Speaking from Eternity: Scriptural Interpretation in the Epistle to the Hebrews

Open Access
- Author:
- Slusser, Taylor
- Area of Honors:
- Classics and Ancient Mediterranean Studies
- Degree:
- Bachelor of Arts
- Document Type:
- Thesis
- Thesis Supervisors:
- Daniel Keith Falk, Thesis Supervisor
Erin Mc Kenna Hanses, Thesis Honors Advisor - Keywords:
- Hebrews
New Testament
Religion
Dead Sea Scrolls
Figural Reading
Intertextuality
Theology
Biblical Studies
Early Christianity
Hermeneutics - Abstract:
- The New Testament’s Epistle to the Hebrews, an example of extended early Christian reading of the Old Testament, exhibits interpretive methods that few scholars find appealing or reproduceable.
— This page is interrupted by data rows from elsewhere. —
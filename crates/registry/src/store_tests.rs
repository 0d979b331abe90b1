// SPDX-License-Identifier: BUSL-1.1
// Copyright (c) 2026 Alfred Jean LLC

use super::*;
use fleet_core::{Backend, TaskSpec};
use tempfile::TempDir;
use yare::parameterized;

fn registry() -> (TempDir, Registry) {
    let dir = TempDir::new().unwrap();
    let registry = Registry::open(dir.path()).unwrap();
    (dir, registry)
}

fn record(now_ms: u64) -> AgentRecord {
    AgentRecord::new(AgentId::new(), Backend::Gce, TaskSpec::new("build the thing"), now_ms)
}

#[test]
fn insert_and_get() {
    let (_dir, reg) = registry();
    let rec = record(100);
    let id = rec.id.clone();
    reg.insert(rec.clone()).unwrap();
    assert_eq!(reg.get(&id), Some(rec));
}

#[test]
fn insert_duplicate_is_rejected() {
    let (_dir, reg) = registry();
    let rec = record(100);
    reg.insert(rec.clone()).unwrap();
    assert!(matches!(reg.insert(rec), Err(RegistryError::AlreadyExists(_))));
}

#[test]
fn reopen_restores_records() {
    let dir = TempDir::new().unwrap();
    let rec = record(100);
    let id = rec.id.clone();
    {
        let reg = Registry::open(dir.path()).unwrap();
        reg.insert(rec.clone()).unwrap();
    }
    let reg = Registry::open(dir.path()).unwrap();
    assert_eq!(reg.get(&id), Some(rec));
}

#[test]
fn persist_keeps_previous_snapshot_as_bak() {
    let dir = TempDir::new().unwrap();
    let reg = Registry::open(dir.path()).unwrap();
    reg.insert(record(1)).unwrap();
    reg.insert(record(2)).unwrap();
    assert!(dir.path().join("agents.json").exists());
    assert!(dir.path().join("agents.json.bak").exists());
    assert!(!dir.path().join("agents.json.tmp").exists());
}

#[test]
fn list_filters_by_status_and_sorts_newest_first() {
    let (_dir, reg) = registry();
    let old = record(100);
    let new = record(200);
    reg.insert(old.clone()).unwrap();
    reg.insert(new.clone()).unwrap();
    reg.transition(&old.id, &[AgentStatus::Pending], AgentStatus::Failed, |_| {}).unwrap();

    let all = reg.list(None);
    assert_eq!(all.len(), 2);
    assert_eq!(all[0].id, new.id);

    let failed = reg.list(Some(AgentStatus::Failed));
    assert_eq!(failed.len(), 1);
    assert_eq!(failed[0].id, old.id);
}

#[test]
fn list_active_excludes_terminal() {
    let (_dir, reg) = registry();
    let a = record(1);
    let b = record(2);
    reg.insert(a.clone()).unwrap();
    reg.insert(b.clone()).unwrap();
    reg.transition(&a.id, &[AgentStatus::Pending], AgentStatus::Failed, |_| {}).unwrap();

    let active = reg.list_active();
    assert_eq!(active.len(), 1);
    assert_eq!(active[0].id, b.id);
}

#[test]
fn transition_applies_mutation_before_persisting() {
    let (_dir, reg) = registry();
    let rec = record(100);
    let id = rec.id.clone();
    reg.insert(rec).unwrap();

    let updated = reg
        .transition(&id, &[AgentStatus::Pending], AgentStatus::Starting, |r| {
            r.resource_id = Some("vm-1".into());
        })
        .unwrap();
    assert_eq!(updated.status, AgentStatus::Starting);
    assert_eq!(updated.resource_id.as_deref(), Some("vm-1"));
    assert_eq!(reg.get(&id).unwrap(), updated);
}

#[test]
fn transition_rejects_unexpected_status() {
    let (_dir, reg) = registry();
    let rec = record(100);
    let id = rec.id.clone();
    reg.insert(rec).unwrap();

    let err = reg
        .transition(&id, &[AgentStatus::Running], AgentStatus::Stopping, |_| {})
        .unwrap_err();
    assert!(matches!(err, RegistryError::StatusMismatch { .. }));
    // Record untouched.
    assert_eq!(reg.get(&id).unwrap().status, AgentStatus::Pending);
}

#[parameterized(
    pending_to_running = { AgentStatus::Pending, AgentStatus::Running },
    pending_to_stopped = { AgentStatus::Pending, AgentStatus::Stopped },
    stopping_to_running = { AgentStatus::Stopping, AgentStatus::Running },
)]
fn transition_rejects_edges_outside_graph(from: AgentStatus, to: AgentStatus) {
    let (_dir, reg) = registry();
    let mut rec = record(100);
    rec.status = from;
    let id = rec.id.clone();
    reg.upsert(rec).unwrap();

    let err = reg.transition(&id, &[from], to, |_| {}).unwrap_err();
    assert!(matches!(err, RegistryError::IllegalTransition { .. }));
}

#[test]
fn transition_unknown_id_is_not_found() {
    let (_dir, reg) = registry();
    let err = reg
        .transition(&AgentId::new(), &[AgentStatus::Pending], AgentStatus::Starting, |_| {})
        .unwrap_err();
    assert!(matches!(err, RegistryError::NotFound(_)));
}

#[test]
fn update_mutates_without_status_check() {
    let (_dir, reg) = registry();
    let rec = record(100);
    let id = rec.id.clone();
    reg.insert(rec).unwrap();

    let updated = reg.update(&id, |r| r.last_heartbeat_ms = Some(500)).unwrap();
    assert_eq!(updated.last_heartbeat_ms, Some(500));
    assert_eq!(reg.get(&id).unwrap().last_heartbeat_ms, Some(500));
}

#[test]
fn remove_deletes_record_and_log() {
    let (dir, reg) = registry();
    let rec = record(100);
    let id = rec.id.clone();
    reg.insert(rec).unwrap();
    reg.append_instruction(&id, "hello", 1).unwrap();
    assert!(dir.path().join("log").join(format!("{id}.jsonl")).exists());

    reg.remove(&id).unwrap();
    assert!(reg.get(&id).is_none());
    assert!(!dir.path().join("log").join(format!("{id}.jsonl")).exists());
    assert!(matches!(reg.remove(&id), Err(RegistryError::NotFound(_))));
}

#[test]
fn instruction_seqs_are_monotonic() {
    let (_dir, reg) = registry();
    let rec = record(100);
    let id = rec.id.clone();
    reg.insert(rec).unwrap();

    assert_eq!(reg.append_instruction(&id, "one", 1).unwrap(), 1);
    reg.record_heartbeat(&id, HeartbeatStatus::Running, None, 2).unwrap();
    assert_eq!(reg.append_instruction(&id, "two", 3).unwrap(), 3);
}

#[test]
fn mark_delivered_updates_view() {
    let (_dir, reg) = registry();
    let rec = record(100);
    let id = rec.id.clone();
    reg.insert(rec).unwrap();

    let seq = reg.append_instruction(&id, "fix the bug", 1).unwrap();
    assert!(!reg.instructions(&id).unwrap()[0].delivered);
    reg.mark_delivered(&id, seq, 2).unwrap();
    assert!(reg.instructions(&id).unwrap()[0].delivered);
}

#[test]
fn log_methods_require_known_agent() {
    let (_dir, reg) = registry();
    let id = AgentId::new();
    assert!(matches!(reg.append_instruction(&id, "x", 1), Err(RegistryError::NotFound(_))));
    assert!(matches!(reg.instructions(&id), Err(RegistryError::NotFound(_))));
    assert!(matches!(
        reg.record_heartbeat(&id, HeartbeatStatus::Running, None, 1),
        Err(RegistryError::NotFound(_))
    ));
}

#[test]
fn history_includes_heartbeats() {
    let (_dir, reg) = registry();
    let rec = record(100);
    let id = rec.id.clone();
    reg.insert(rec).unwrap();

    reg.append_instruction(&id, "x", 1).unwrap();
    reg.record_heartbeat(&id, HeartbeatStatus::Completed, Some("done".into()), 2).unwrap();

    let history = reg.history(&id).unwrap();
    assert_eq!(history.len(), 2);
    assert!(matches!(history[1], LogEntry::Heartbeat { status: HeartbeatStatus::Completed, .. }));
}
However, the theological assumptions underlying the author’s hermeneutics have not received the attention they deserve. In particular, how does he conceive of the character of Old Testament Scripture and its relationship to the realities he says it refers to? Based on exegeses of the discussion on “rest” of 4:1–11, the exposition of Melchizedek in 7:2–3, a description of the word of God in 4:12–13, and the Scriptural speech of Jesus in 10:5–10, I argue that our author holds assumptions common to the interpretive phenomenon known as “figural reading” in contemporary and later Jewish and Christian texts. In particular, I hold that the author views his Old Testament Scriptures as first-and-foremost divine in origin and providentially ordered in time so that they can illumine present realities facing the believing community, despite having been written by human authors well before the events they are construed to describe. Moreover, I argue that original human authorial intentions and conceptions of the historical events behind the texts (as opposed to the narrative artifacts themselves) do not govern how the author interprets Scripture. Instead, this role is reserved for the literary and canonical context of the Scriptures as given by one divine speaker, which our author seems to believe is congruent with the retrospectively perceived yet pre-existent reality of the resurrected Christ.